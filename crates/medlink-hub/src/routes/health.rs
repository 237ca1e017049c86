//! Health check endpoints.

use axum::{Json, extract::State};
use chrono::{DateTime, Utc};
use serde::Serialize;

use crate::metrics::MetricsSnapshot;
use crate::state::AppState;

#[derive(Serialize)]
pub struct HealthResponse {
    status: &'static str,
    version: &'static str,
}

/// Basic health check (is the server running?)
pub async fn health_check() -> Json<HealthResponse> {
    Json(HealthResponse {
        status: "ok",
        version: env!("CARGO_PKG_VERSION"),
    })
}

#[derive(Serialize)]
pub struct ReadyResponse {
    status: &'static str,
    sessions: usize,
}

/// Readiness check. The hub has no external dependencies, so it is ready
/// as soon as it serves.
pub async fn ready_check(State(state): State<AppState>) -> Json<ReadyResponse> {
    Json(ReadyResponse {
        status: "ready",
        sessions: state.hub.registry().len().await,
    })
}

#[derive(Serialize)]
pub struct MetricsResponse {
    node_id: String,
    started_at: DateTime<Utc>,
    sessions: usize,
    paired: usize,
    revision: u64,
    counters: MetricsSnapshot,
}

/// Metrics endpoint (for monitoring)
pub async fn metrics(State(state): State<AppState>) -> Json<MetricsResponse> {
    let snapshot = state.hub.snapshot().await;

    Json(MetricsResponse {
        node_id: state.node_id.clone(),
        started_at: state.started_at,
        sessions: snapshot.len(),
        paired: snapshot.paired_count(),
        revision: snapshot.revision,
        counters: state.hub.metrics().snapshot(),
    })
}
○ ○ ○ ○ ○
◆ TASK DESCRIPTION ◆
Needed here are the exact lines from the start of the material through the line that contains "pub async fn health_check()", and no others.

◆ PROBLEM SOLUTION ◆
filename crates/medlink-hub/src/routes/health.rs
repository 237ca1e017049c86
//! Health check endpoints.

use axum::{Json, extract::State};
use chrono::{DateTime, Utc};
use serde::Serialize;

use crate::metrics::MetricsSnapshot;
use crate::state::AppState;

#[derive(Serialize)]
pub struct HealthResponse {
    status: &'static str,
    version: &'static str,
}

/// Basic health check (is the server running?)
pub async fn health_check() -> Json<HealthResponse> {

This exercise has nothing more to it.